Kamis, 13 Desember 2018
Jpeg

Arus Mudik Lebaran 2018, Terminal Terpadu Merak Siapkan 116 Bus

CILEGON, (KB).- Terminal Terpadu Merak (TTM) menyiapkan 116 bus antar-kota antar-provinsi (AKAP) untuk menghadapi arus mudik, pertengahan Juni nanti. Seluruh perusahaan otobus (PO) telah mendapatkan imbauan untuk menyediakan sarana transportasi layak jalan.

Kepala TTM, Sugiyo mengatakan, telah menghubungi berbagai pengurus PO yang memunyai trayek ke Merak. Beberapa PO siap untuk menambah armada bus cadangan saat arus mudik 2018 ini. “Dari 37 PO yang ada di Merak, sejatinya sudah ada 116 bus dari beberapa PO yang siap untuk dijadikan armada cadangan saat arus mudik tahun ini,” katanya.

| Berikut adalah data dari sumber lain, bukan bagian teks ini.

//! # Bridge Client
//!
//! The application-facing side of the bridge. A [`BridgeClient`] owns the transport
//! platform, the session it creates, the subscription registry, and the outbound frame
//! buffer.
//!
//! ```ignore
//! let options = BridgeOptions::new(CONNECTION_STRING)
//!     .with_pump_interval(Duration::from_millis(500));
//! let mut client = BridgeClient::<_, _, _, 8, 512>::new(platform, Delay, options, handler);
//!
//! client.connect().await?;
//! client.subscribe("commands/+")?;
//! client.publish("telemetry/temp", b"21.5").await?;
//! client.disconnect();
//! ```

use embassy_time::Duration;
use embedded_hal::delay::DelayNs as BlockingDelayNs;
use embedded_hal_async::delay::DelayNs;

use crate::cancel::CancelToken;
use crate::delivery::{
    self, DEFAULT_MAX_CONFIRMATIONS, DEFAULT_PUMP_INTERVAL, DeliveryLoop, DeliveryOptions,
    DeliveryReport, Inbound, ReceiveHandler,
};
use crate::error::BridgeError;
use crate::frame::{self, DEFAULT_MAX_FRAME_SIZE, FrameCodec};
use crate::outbox::{PublishRequest, PublishRequestReceiver};
use crate::registry::SubscriptionRegistry;
use crate::topic::Topic;
use crate::transport::{
    ConnectionDescriptor, IotPlatform, IotSession, SendToken, SessionOption,
};

/// Configuration for a [`BridgeClient`].
#[derive(Debug, Clone, Copy, PartialEq, Eq)]
pub struct BridgeOptions<'a> {
    pub connection_string: &'a str,
    pub max_confirmations: usize,
    pub pump_interval: Duration,
    pub max_frame_size: usize,
    pub trace: bool,
    pub connect_message: Option<&'a [u8]>,
}

impl<'a> BridgeOptions<'a> {
    /// Options with defaults: one submission per publish, 5 s pump interval,
    /// 4096-byte inbound frames, tracing off, no connect message.
    pub fn new(connection_string: &'a str) -> Self {
        Self {
            connection_string,
            max_confirmations: DEFAULT_MAX_CONFIRMATIONS,
            pump_interval: DEFAULT_PUMP_INTERVAL,
            max_frame_size: DEFAULT_MAX_FRAME_SIZE,
            trace: false,
            connect_message: None,
        }
    }

    /// Number of times each frame is submitted to the transport. At least one; `0` is
    /// raised to `1` so every publish reaches the transport.
    pub fn with_max_confirmations(mut self, max_confirmations: usize) -> Self {
        self.max_confirmations = max_confirmations.max(1);
        self
    }

    /// Sleep between pump steps while delivering.
    pub fn with_pump_interval(mut self, pump_interval: Duration) -> Self {
        self.pump_interval = pump_interval;
        self
    }

    /// Largest inbound frame accepted; anything bigger is rejected undecoded.
    pub fn with_max_frame_size(mut self, max_frame_size: usize) -> Self {
        self.max_frame_size = max_frame_size;
        self
    }

    /// Enable the transport's own protocol tracing.
    pub fn with_trace(mut self, trace: bool) -> Self {
        self.trace = trace;
        self
    }

    /// Raw bytes sent once right after the session is created.
    ///
    /// The transport connects lazily; a first send makes it connect immediately instead
    /// of on the first real publish. The message is sent as-is, not framed.
    pub fn with_connect_message(mut self, message: &'a [u8]) -> Self {
        self.connect_message = Some(message);
        self
    }

    fn delivery(&self) -> DeliveryOptions {
        DeliveryOptions {
            max_confirmations: self.max_confirmations,
            pump_interval: self.pump_interval,
        }
    }
}

enum Outgoing<'a> {
    /// The first `n` bytes of the client's frame buffer.
    Framed(usize),
    Raw(&'a [u8]),
}

/// The device-side bridge.
///
/// # Type Parameters
///
/// - `P`: the transport platform
/// - `D`: a delay provider; async delivery needs `embedded_hal_async::delay::DelayNs`,
///   blocking delivery needs `embedded_hal::delay::DelayNs` (`embassy_time::Delay` is both)
/// - `H`: the receive handler
/// - `MAX_SUBSCRIPTIONS`: capacity of the subscription registry
/// - `FRAME_SIZE`: size of the outbound frame buffer
pub struct BridgeClient<'a, P, D, H, const MAX_SUBSCRIPTIONS: usize, const FRAME_SIZE: usize>
where
    P: IotPlatform,
{
    platform: P,
    session: Option<P::Session>,
    delay: D,
    handler: H,
    options: BridgeOptions<'a>,
    registry: SubscriptionRegistry<MAX_SUBSCRIPTIONS>,
    tx_buffer: [u8; FRAME_SIZE],
    next_token: u32,
    cancel: Option<&'a CancelToken>,
}

impl<'a, P, D, H, const MAX_SUBSCRIPTIONS: usize, const FRAME_SIZE: usize>
    BridgeClient<'a, P, D, H, MAX_SUBSCRIPTIONS, FRAME_SIZE>
where
    P: IotPlatform,
{
    pub fn is_connected(&self) -> bool {
        self.session.is_some()
    }

    /// Destroy the session and shut the platform down. Does nothing when disconnected.
    pub fn disconnect(&mut self) {
        if let Some(session) = self.session.take() {
            session.destroy();
            self.platform.shutdown();
            info!("device session closed");
        }
    }
}

impl<'a, P, D, H, const MAX_SUBSCRIPTIONS: usize, const FRAME_SIZE: usize>
    BridgeClient<'a, P, D, H, MAX_SUBSCRIPTIONS, FRAME_SIZE>
where
    P: IotPlatform,
    H: ReceiveHandler,
{
    pub fn new(platform: P, delay: D, options: BridgeOptions<'a>, handler: H) -> Self {
        Self {
            platform,
            session: None,
            delay,
            handler,
            options,
            registry: SubscriptionRegistry::new(),
            tx_buffer: [0; FRAME_SIZE],
            next_token: 0,
            cancel: None,
        }
    }

    /// Let `token` abort any delivery this client runs.
    pub fn with_cancel_token(mut self, token: &'a CancelToken) -> Self {
        self.cancel = Some(token);
        self
    }

    /// Replace the receive handler.
    pub fn set_receive_handler(&mut self, handler: H) {
        self.handler = handler;
    }

    pub fn options(&self) -> &BridgeOptions<'a> {
        &self.options
    }

    pub fn registry(&self) -> &SubscriptionRegistry<MAX_SUBSCRIPTIONS> {
        &self.registry
    }

    /// Start receiving messages whose topic matches `pattern`.
    ///
    /// Subscriptions are local: the transport delivers everything and the registry
    /// filters. Subscribing before `connect` is fine.
    pub fn subscribe(&mut self, pattern: &str) -> Result<(), BridgeError<P::Error>> {
        if self.registry.subscribe(pattern)? {
            info!("subscribed to {}", pattern);
        }
        Ok(())
    }

    /// Stop receiving messages for `pattern`. Returns `false` if it was not subscribed.
    pub fn unsubscribe(&mut self, pattern: &str) -> bool {
        let removed = self.registry.unsubscribe(pattern);
        if removed {
            info!("unsubscribed from {}", pattern);
        }
        removed
    }

    /// Initialize the platform and create the session.
    ///
    /// On failure the platform is shut down again, so a later retry starts clean.
    fn open_session(&mut self) -> Result<(), BridgeError<P::Error>> {
        if self.session.is_some() {
            return Err(BridgeError::AlreadyConnected);
        }

        self.platform.initialize().map_err(|e| {
            error!("failed to initialize the transport");
            BridgeError::PlatformInit(e)
        })?;

        info!("creating device session");
        let descriptor = ConnectionDescriptor {
            connection_string: self.options.connection_string,
        };
        let mut session = match self.platform.create_session(&descriptor) {
            Ok(session) => session,
            Err(e) => {
                error!("failed to create device session, check the connection string");
                self.platform.shutdown();
                return Err(BridgeError::SessionCreationFailed(e));
            }
        };

        if self.options.trace
            && let Err(e) = session.set_option(SessionOption::LogTrace(true))
        {
            error!("failed to enable transport tracing");
            session.destroy();
            self.platform.shutdown();
            return Err(BridgeError::SessionCreationFailed(e));
        }

        self.session = Some(session);
        Ok(())
    }

    /// Pump the session once without sending, dispatching any inbound messages.
    pub fn poll(&mut self) -> Result<(), BridgeError<P::Error>> {
        let session = self.session.as_mut().ok_or(BridgeError::NotConnected)?;
        let mut inbound = Inbound::new(
            FrameCodec::new(self.options.max_frame_size),
            &self.registry,
            &mut self.handler,
        );
        delivery::pump_idle(session, &mut inbound);
        Ok(())
    }

    /// Validate `topic` and encode the frame into the client's buffer.
    fn encode(&mut self, topic: &str, payload: &[u8]) -> Result<usize, BridgeError<P::Error>> {
        let topic = Topic::new(topic)?;
        Ok(frame::encode(&topic, payload, &mut self.tx_buffer)?)
    }

    fn next_token(&mut self) -> SendToken {
        let token = SendToken(self.next_token);
        self.next_token = self.next_token.wrapping_add(1);
        token
    }

    /// Split `self` into the pieces one delivery needs.
    fn delivery_parts(
        &mut self,
        outgoing: Outgoing<'a>,
    ) -> Result<
        (
            DeliveryLoop<'_, P::Session, D>,
            &[u8],
            Inbound<'_, H, MAX_SUBSCRIPTIONS>,
        ),
        BridgeError<P::Error>,
    > {
        let Self {
            session,
            delay,
            handler,
            options,
            registry,
            tx_buffer,
            cancel,
            ..
        } = self;

        let session = session.as_mut().ok_or(BridgeError::NotConnected)?;
        let frame = match outgoing {
            Outgoing::Framed(len) => &tx_buffer[..len],
            Outgoing::Raw(bytes) => bytes,
        };
        let delivery = DeliveryLoop::new(session, delay, options.delivery()).with_cancel(*cancel);
        let inbound = Inbound::new(FrameCodec::new(options.max_frame_size), registry, handler);
        Ok((delivery, frame, inbound))
    }
}

impl<'a, P, D, H, const MAX_SUBSCRIPTIONS: usize, const FRAME_SIZE: usize>
    BridgeClient<'a, P, D, H, MAX_SUBSCRIPTIONS, FRAME_SIZE>
where
    P: IotPlatform,
    D: DelayNs,
    H: ReceiveHandler,
{
    /// Open the session and, if configured, send the connect message.
    ///
    /// # Errors
    ///
    /// `PlatformInit` or `SessionCreationFailed` if the transport cannot be brought up,
    /// `AlreadyConnected` if a session exists. A failing connect message is reported as
    /// `SendRejected`; the session stays open in that case.
    pub async fn connect(&mut self) -> Result<(), BridgeError<P::Error>> {
        self.open_session()?;
        if let Some(message) = self.options.connect_message {
            self.deliver(Outgoing::Raw(message)).await?;
        }
        Ok(())
    }

    /// Frame `payload` for `topic`, send it, and pump until the submission budget is
    /// spent.
    pub async fn publish(
        &mut self,
        topic: &str,
        payload: &[u8],
    ) -> Result<DeliveryReport, BridgeError<P::Error>> {
        let len = self.encode(topic, payload)?;
        self.deliver(Outgoing::Framed(len)).await
    }

    async fn deliver(
        &mut self,
        outgoing: Outgoing<'a>,
    ) -> Result<DeliveryReport, BridgeError<P::Error>> {
        let token = self.next_token();
        let (mut delivery, frame, mut inbound) = self.delivery_parts(outgoing)?;
        let report = delivery.send_and_confirm(frame, token, &mut inbound).await?;
        debug!(
            "send {} done: {} submitted, {} confirmed",
            report.token.0,
            report.submitted,
            report.confirmed
        );
        Ok(report)
    }

    /// Publish every request currently queued in the outbox, then return.
    ///
    /// Failed publishes are logged and skipped. Returns how many succeeded.
    pub async fn drain_outbox<const OUTBOX_DEPTH: usize>(
        &mut self,
        requests: &PublishRequestReceiver<'_, OUTBOX_DEPTH>,
    ) -> usize {
        let mut published = 0;
        while let Ok(request) = requests.try_receive() {
            if self.publish_request(&request).await {
                published += 1;
            }
        }
        published
    }

    /// Publish outbox requests forever. Run this on a dedicated task.
    pub async fn run_outbox<const OUTBOX_DEPTH: usize>(
        &mut self,
        requests: PublishRequestReceiver<'_, OUTBOX_DEPTH>,
    ) -> ! {
        loop {
            let request = requests.receive().await;
            self.publish_request(&request).await;
        }
    }

    async fn publish_request(&mut self, request: &PublishRequest<'_>) -> bool {
        match self.publish(request.topic, request.payload).await {
            Ok(_) => true,
            Err(_) => {
                warn!("outbox publish to {} failed", request.topic);
                false
            }
        }
    }
}

impl<'a, P, D, H, const MAX_SUBSCRIPTIONS: usize, const FRAME_SIZE: usize>
    BridgeClient<'a, P, D, H, MAX_SUBSCRIPTIONS, FRAME_SIZE>
where
    P: IotPlatform,
    D: BlockingDelayNs,
    H: ReceiveHandler,
{
    /// Blocking variant of [`BridgeClient::connect`].
    pub fn connect_blocking(&mut self) -> Result<(), BridgeError<P::Error>> {
        self.open_session()?;
        if let Some(message) = self.options.connect_message {
            self.deliver_blocking(Outgoing::Raw(message))?;
        }
        Ok(())
    }

    /// Blocking variant of [`BridgeClient::publish`]. Holds the calling thread for
    /// every pump interval of the delivery.
    pub fn publish_blocking(
        &mut self,
        topic: &str,
        payload: &[u8],
    ) -> Result<DeliveryReport, BridgeError<P::Error>> {
        let len = self.encode(topic, payload)?;
        self.deliver_blocking(Outgoing::Framed(len))
    }

    fn deliver_blocking(
        &mut self,
        outgoing: Outgoing<'a>,
    ) -> Result<DeliveryReport, BridgeError<P::Error>> {
        let token = self.next_token();
        let (mut delivery, frame, mut inbound) = self.delivery_parts(outgoing)?;
        delivery.send_and_confirm_blocking(frame, token, &mut inbound)
    }
}

impl<'a, P, D, H, const MAX_SUBSCRIPTIONS: usize, const FRAME_SIZE: usize> Drop
    for BridgeClient<'a, P, D, H, MAX_SUBSCRIPTIONS, FRAME_SIZE>
where
    P: IotPlatform,
{
    fn drop(&mut self) {
        self.disconnect();
    }
}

Menurut dia, armada cadangan dari beberapa PO tersebut, nantinya juga akan menjalani uji kelaikan. Jika tidak laik, tetap tidak diizinkan beroperasi menjadi bus cadangan. “Saat ini, kami masih melakukan ramp check atau pengecekan fisik maupun administrasi kendaraan. Kalau yang laik jalan, nanti akan ditempel stiker dari Ditjen Hubdar (Direktorat Jenderal Perhubungan Darat) yang bertuliskan angkutan mudik 2018,” ujarnya.

Ia menuturkan, bus cadangan bisa dioperasikan mulai H-7 Lebaran hingga H+7 Lebaran. Izin yang digunakan bus cadangan tersebut menggunakan izin sementara. “Untuk izin ini bisa didapat di terminal tipe A mana saja, tapi masa berlaku izin operasi ini hanya 14 hari terhitung H-7 sampai H+7 Lebaran saja,” ucapnya.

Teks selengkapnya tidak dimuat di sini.